Perhaps for the object immediately in view it is unnecessary to advance anything further. It will probably be admitted by everyone who even tries to be fair that the Mosaic code was far in advance of its time, and that it has exercised a profound influence on other laws in Gentile lands. Some skeptics, indeed, go much further than this, and say that not only the moral code, but also the Levitical ritual, was far removed from the days in which Moses was supposed to have lived. It has been dismissed as an utter impossibility that a nation of recently liberated slaves could march into the wilderness, and that their leader, whoever he was, could go up into a mountain and come back with such a law. So those who repudiate the God of Israel suggest that the Law was post-exilic, and that it came from Babylon.
It would be unfortunate if we became so accustomed to these sweeping skeptical claims as to allow them to pass unchallenged. Repeatedly such attempts have been made to dismiss difficulties by changing the dates. Prophecies which have been exactly fulfilled have been airily brushed aside as having been written after the events, if there has been the slightest possibility of such postdating.
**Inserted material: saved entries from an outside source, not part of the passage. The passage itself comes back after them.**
// ============================================================
// Layer 6 — PDF Exporter
// ============================================================
// Renders a question batch as a printable A4 PDF with lopdf.
//
// Layout (points, origin bottom-left):
//
//   ┌──────────────── 595 ────────────────┐
//   │  Soal Pilihan Ganda          ← title │
//   │                                      │
//   │  1. prompt, word-wrapped             │
//   │       A. option                      │
//   │       B. option                      │
//   │     Jawaban: answer                  │
//   │  2. ...                              │  842
//   │                                      │
//   └──────────────────────────── margin ──┘
//
// Every line is laid out first, then cut into pages: a new page
// starts whenever the next line would fall below the bottom margin.
// Helvetica is one of the 14 standard fonts, so nothing is embedded.

use anyhow::{Context, Result};
use lopdf::{
    content::{Content, Operation},
    dictionary, Document, Object, ObjectId, Stream,
};

use crate::domain::question::{Question, QuestionType};
use crate::domain::traits::QuizRenderer;

const PAGE_WIDTH:  i64 = 595;
const PAGE_HEIGHT: i64 = 842;
const MARGIN:      i64 = 50;

const TITLE_SIZE: i64 = 14;
const BODY_SIZE:  i64 = 11;
const LEADING:    i64 = 15;

const INDENT_ANSWER: i64 = 18;
const INDENT_OPTION: i64 = 30;

/// Helvetica averages about half an em per character
const WRAP_CHARS: usize = ((PAGE_WIDTH - 2 * MARGIN) * 2 / BODY_SIZE) as usize;

/// One laid-out line of text, before pagination
#[derive(Debug, Clone, PartialEq)]
struct Line {
    text:   String,
    indent: i64,
    size:   i64,
}

impl Line {
    fn body(text: impl Into<String>, indent: i64) -> Self {
        Self { text: text.into(), indent, size: BODY_SIZE }
    }

    fn blank() -> Self {
        Self::body("", 0)
    }
}

pub struct PdfExporter;

impl PdfExporter {
    pub fn new() -> Self {
        Self
    }
}

impl Default for PdfExporter {
    fn default() -> Self {
        Self::new()
    }
}

impl QuizRenderer for PdfExporter {
    fn render(&self, questions: &[Question], question_type: QuestionType) -> Result<Vec<u8>> {
        let lines = layout(questions, question_type);
        let pages = paginate(&lines);
        tracing::debug!("Rendering {} questions on {} pages", questions.len(), pages.len());
        build_pdf(&pages)
    }
}

/// Convenience wrapper over PdfExporter
pub fn render_pdf(questions: &[Question], question_type: QuestionType) -> Result<Vec<u8>> {
    PdfExporter::new().render(questions, question_type)
}

// ─── Layout ───────────────────────────────────────────────────────────────────
fn layout(questions: &[Question], question_type: QuestionType) -> Vec<Line> {
    let title = match question_type {
        QuestionType::MultipleChoice => "Soal Pilihan Ganda",
        QuestionType::Essay          => "Soal Esai",
    };
    let mut lines = vec![Line { text: title.to_string(), indent: 0, size: TITLE_SIZE }, Line::blank()];

    for (i, q) in questions.iter().enumerate() {
        let prompt = format!("{}. {}", i + 1, q.prompt());
        for (j, part) in prompt.lines().flat_map(|l| wrap(l, WRAP_CHARS)).enumerate() {
            // continuation lines align under the prompt text
            lines.push(Line::body(part, if j == 0 { 0 } else { INDENT_ANSWER }));
        }

        if let Some(options) = q.options() {
            for (letter, option) in ('A'..='Z').zip(options) {
                for part in wrap(&format!("{letter}. {option}"), WRAP_CHARS) {
                    lines.push(Line::body(part, INDENT_OPTION));
                }
            }
        }

        for part in wrap(&format!("Jawaban: {}", q.answer()), WRAP_CHARS) {
            lines.push(Line::body(part, INDENT_ANSWER));
        }
        lines.push(Line::blank());
    }

    lines
}

/// Greedy word wrap. Words longer than `width` get a line of their own.
fn wrap(text: &str, width: usize) -> Vec<String> {
    let mut out     = Vec::new();
    let mut current = String::new();

    for word in text.split_whitespace() {
        let needed = current.chars().count() + word.chars().count() + usize::from(!current.is_empty());
        if !current.is_empty() && needed > width {
            out.push(std::mem::take(&mut current));
        }
        if !current.is_empty() {
            current.push(' ');
        }
        current.push_str(word);
    }
    if !current.is_empty() || out.is_empty() {
        out.push(current);
    }
    out
}

fn paginate(lines: &[Line]) -> Vec<Vec<(Line, i64)>> {
    let top = PAGE_HEIGHT - MARGIN;
    let mut pages: Vec<Vec<(Line, i64)>> = vec![Vec::new()];
    let mut y = top;

    for line in lines {
        if y - LEADING < MARGIN {
            pages.push(Vec::new());
            y = top;
        }
        y -= LEADING;
        if let Some(page) = pages.last_mut() {
            page.push((line.clone(), y));
        }
    }
    pages
}

// ─── PDF objects ──────────────────────────────────────────────────────────────
fn build_pdf(pages: &[Vec<(Line, i64)>]) -> Result<Vec<u8>> {
    let mut doc = Document::with_version("1.5");
    let pages_id: ObjectId = doc.new_object_id();

    let font_id = doc.add_object(dictionary! {
        "Type"     => "Font",
        "Subtype"  => "Type1",
        "BaseFont" => "Helvetica",
        "Encoding" => "WinAnsiEncoding",
    });
    let resources_id = doc.add_object(dictionary! {
        "Font" => dictionary! { "F1" => font_id },
    });

    let mut kids: Vec<Object> = Vec::with_capacity(pages.len());
    for page in pages {
        let content = Content { operations: page_operations(page) };
        let bytes = content.encode().context("Cannot encode page content")?;
        let content_id = doc.add_object(Stream::new(dictionary! {}, bytes));
        let page_id = doc.add_object(dictionary! {
            "Type"     => "Page",
            "Parent"   => pages_id,
            "Contents" => content_id,
        });
        kids.push(page_id.into());
    }

    let count = kids.len() as i64;
    doc.objects.insert(
        pages_id,
        Object::Dictionary(dictionary! {
            "Type"      => "Pages",
            "Kids"      => kids,
            "Count"     => count,
            "Resources" => resources_id,
            "MediaBox"  => vec![0.into(), 0.into(), PAGE_WIDTH.into(), PAGE_HEIGHT.into()],
        }),
    );

    let catalog_id = doc.add_object(dictionary! {
        "Type"  => "Catalog",
        "Pages" => pages_id,
    });
    doc.trailer.set("Root", catalog_id);

    let mut buf = Vec::new();
    doc.save_to(&mut buf).context("Cannot write PDF")?;
    Ok(buf)
}

fn page_operations(page: &[(Line, i64)]) -> Vec<Operation> {
    let mut ops = Vec::new();
    for (line, y) in page.iter().filter(|(l, _)| !l.text.is_empty()) {
        ops.push(Operation::new("BT", vec![]));
        ops.push(Operation::new("Tf", vec!["F1".into(), line.size.into()]));
        ops.push(Operation::new("Td", vec![(MARGIN + line.indent).into(), (*y).into()]));
        ops.push(Operation::new("Tj", vec![Object::string_literal(win_ansi(&line.text))]));
        ops.push(Operation::new("ET", vec![]));
    }
    ops
}

/// WinAnsiEncoding bytes for the standard font. Typographic marks
/// that Word inserts live in 0x80–0x9F; the rest is Latin-1, and
/// anything outside both becomes '?'.
fn win_ansi(text: &str) -> Vec<u8> {
    text.chars().map(win_ansi_byte).collect()
}

fn win_ansi_byte(c: char) -> u8 {
    match c {
        '€' => 0x80,
        '‚' => 0x82,
        '„' => 0x84,
        '…' => 0x85,
        '‘' => 0x91,
        '’' => 0x92,
        '“' => 0x93,
        '”' => 0x94,
        '•' => 0x95,
        '–' => 0x96,
        '—' => 0x97,
        '™' => 0x99,
        // 0x80–0x9F are not Latin-1 in WinAnsi
        c if ('\u{80}'..='\u{9F}').contains(&c) => b'?',
        c => u8::try_from(u32::from(c)).unwrap_or(b'?'),
    }
}

// ─── Unit Tests ───────────────────────────────────────────────────────────────
#[cfg(test)]
mod tests {
    use super::*;

    fn mc(n: usize) -> Vec<Question> {
        (0..n)
            .map(|i| {
                Question::multiple_choice(
                    format!("Pernyataan: \"Kalimat nomor {i}.\"\nPernyataan tersebut merujuk pada konsep apa?"),
                    vec!["Sebab".into(), "Fungsi".into(), "Akibat".into(), "Proses".into()],
                    "Sebab",
                )
            })
            .collect()
    }

    fn page_count(bytes: &[u8]) -> usize {
        Document::load_mem(bytes).unwrap().get_pages().len()
    }

    #[test]
    fn test_wrap_respects_width() {
        let text  = "banjir ".repeat(40);
        let lines = wrap(&text, 30);
        assert!(lines.len() > 1);
        assert!(lines.iter().all(|l| l.chars().count() <= 30));
        assert_eq!(lines.join(" ").split_whitespace().count(), 40);
    }

    #[test]
    fn test_wrap_keeps_overlong_word() {
        assert_eq!(wrap("a sangatpanjangsekali b", 5), vec!["a", "sangatpanjangsekali", "b"]);
        assert_eq!(wrap("", 10), vec![String::new()]);
    }

    #[test]
    fn test_options_are_lettered() {
        let lines = layout(&mc(1), QuestionType::MultipleChoice);
        let texts: Vec<&str> = lines.iter().map(|l| l.text.as_str()).collect();
        assert!(texts.contains(&"A. Sebab"));
        assert!(texts.contains(&"D. Proses"));
        assert!(texts.contains(&"Jawaban: Sebab"));
        assert_eq!(texts[0], "Soal Pilihan Ganda");
    }

    #[test]
    fn test_essay_has_no_options() {
        let q = vec![Question::essay("Jelaskan erosi!", "Erosi adalah pengikisan.", "x", None)];
        let lines = layout(&q, QuestionType::Essay);
        assert!(!lines.iter().any(|l| l.text.starts_with("A. ")));
        assert_eq!(lines[0].text, "Soal Esai");
    }

    #[test]
    fn test_single_page() {
        let bytes = render_pdf(&mc(2), QuestionType::MultipleChoice).unwrap();
        assert!(bytes.starts_with(b"%PDF-1.5"));
        assert_eq!(page_count(&bytes), 1);
    }

    #[test]
    fn test_overflow_adds_pages() {
        let bytes = render_pdf(&mc(40), QuestionType::MultipleChoice).unwrap();
        assert!(page_count(&bytes) > 1);
    }

    #[test]
    fn test_every_line_inside_margins() {
        let pages = paginate(&layout(&mc(40), QuestionType::MultipleChoice));
        for page in &pages {
            for (_, y) in page {
                assert!(*y >= MARGIN && *y <= PAGE_HEIGHT - MARGIN);
            }
        }
    }

    #[test]
    fn test_empty_batch_renders_title_page() {
        let bytes = render_pdf(&[], QuestionType::Essay).unwrap();
        assert_eq!(page_count(&bytes), 1);
    }

    #[test]
    fn test_non_latin_characters_replaced() {
        assert_eq!(win_ansi("é→"), vec![0xE9, b'?']);
    }

    #[test]
    fn test_typographic_marks_use_win_ansi_codes() {
        let mut expected = vec![0x93];
        expected.extend_from_slice(b"Banjir");
        expected.extend_from_slice(&[0x94, b' ', 0x96, b' ']);
        expected.extend_from_slice(b"hujan");
        expected.extend_from_slice(&[0x92, b's', 0x85]);
        assert_eq!(win_ansi("“Banjir” – hujan’s…"), expected);
        assert_eq!(win_ansi("• — € ‘"), vec![0x95, b' ', 0x97, b' ', 0x80, b' ', 0x91]);
    }
}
It has been assumed that the writers told lies in the name of God, and that the Jews, in spite of the most scathing denunciations of their infidelity contained in these writings, meekly accepted the insulting forgeries as part of their sacred literature. To the student who has made a thorough and constant study of the prophecies, this oft-repeated claim seems so foolish that it is difficult to understand intelligent men sponsoring such an idea.
The pretense that an insulting denunciation was written by a prophet centuries ago would not be an easy fraud to impose upon a nation, even if the forger refrained from anything which would challenge immediate attention. His task would be rendered much more difficult if the forgery included the claim to have made an exact prediction of events which had recently occurred. It would at least have been a very difficult task to thrust such a forgery upon a nation, even if for some incomprehensible reason any writer had desired to perpetrate such a fraud.
Surely the imposition of a burdensome law, full of vexatious restrictions and difficult ritual, would be still more difficult. It would have been almost impossible to have perpetrated such a fraud, even if it had been most desirable. There was, however, no discernible human reason for desiring to impose the severe restrictions of the Law, even if such a fraud had been easy.
For the moment, however, there is no need to stress these general objections to the critical attitude. They are recognized by all earnest students of Scripture, and have even turned some critics from proud negation to humble and constructive belief. It may not be too much to hope that a consideration of some rather startling internal evidence may induce other objectors to give a reconsideration to the subject.